[Stored items]

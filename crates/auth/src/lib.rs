//! Basic-auth credentials for sites behind the proxy.
//!
//! This crate provides:
//! - `CredentialStore`: SQLite-backed credential records, one per `(site_url, username, scope)`
//! - `CredentialFileSync`: projection of records onto the proxy's credential files
//! - `AuthService`: create, bootstrap, update, delete and list operations

pub mod artifact;
pub mod error;
pub mod query;
pub mod record;
pub mod service;
pub mod store;

#[cfg(test)]
mod test_support;

pub use {
    artifact::CredentialFileSync,
    error::{Error, Result},
    query::CredentialQuery,
    record::{
        CredentialFilter, CredentialRecord, CredentialView, NewCredential, validate_username,
    },
    service::{
        AuthDefaults, AuthService, CreateOutcome, DEFAULT_PASSWORD_LENGTH, DeleteOutcome,
        UpdateOutcome, generate_password,
    },
    store::CredentialStore,
};

/// Run database migrations for the auth crate.
///
/// This creates the `auth_credentials` table. Should be called at startup
/// before constructing [`CredentialStore::with_pool`].
pub async fn run_migrations(pool: &sqlx::SqlitePool) -> Result<()> {
    sqlx::migrate!("./migrations")
        .set_ignore_missing(true)
        .run(pool)
        .await?;
    Ok(())
}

_DIRECTIONS_: All of the records above are to be repeated exactly.

_RESULT OF THIS EXERCISE_:
filename crates/auth/src/lib.rs
//! Basic-auth credentials for sites behind the proxy.
//!
//! This crate provides:
//! - `CredentialStore`: SQLite-backed credential records, one per `(site_url, username, scope)`
//! - `CredentialFileSync`: projection of records onto the proxy's credential files
//! - `AuthService`: create, bootstrap, update, delete and list operations

pub mod artifact;
pub mod error;
pub mod query;
pub mod record;
pub mod service;
pub mod store;

#[cfg(test)]
mod test_support;

pub use {
    artifact::CredentialFileSync,
    error::{Error, Result},
    query::CredentialQuery,
    record::{
        CredentialFilter, CredentialRecord, CredentialView, NewCredential, validate_username,
    },
    service::{
        AuthDefaults, AuthService, CreateOutcome, DEFAULT_PASSWORD_LENGTH, DeleteOutcome,
        UpdateOutcome, generate_password,
    },
    store::CredentialStore,
};

/// Run database migrations for the auth crate.
///
/// This creates the `auth_credentials` table. Should be called at startup
/// before constructing [`CredentialStore::with_pool`].
pub async fn run_migrations(pool: &sqlx::SqlitePool) -> Result<()> {
    sqlx::migrate!("./migrations")
        .set_ignore_missing(true)
        .run(pool)
        .await?;
    Ok(())
}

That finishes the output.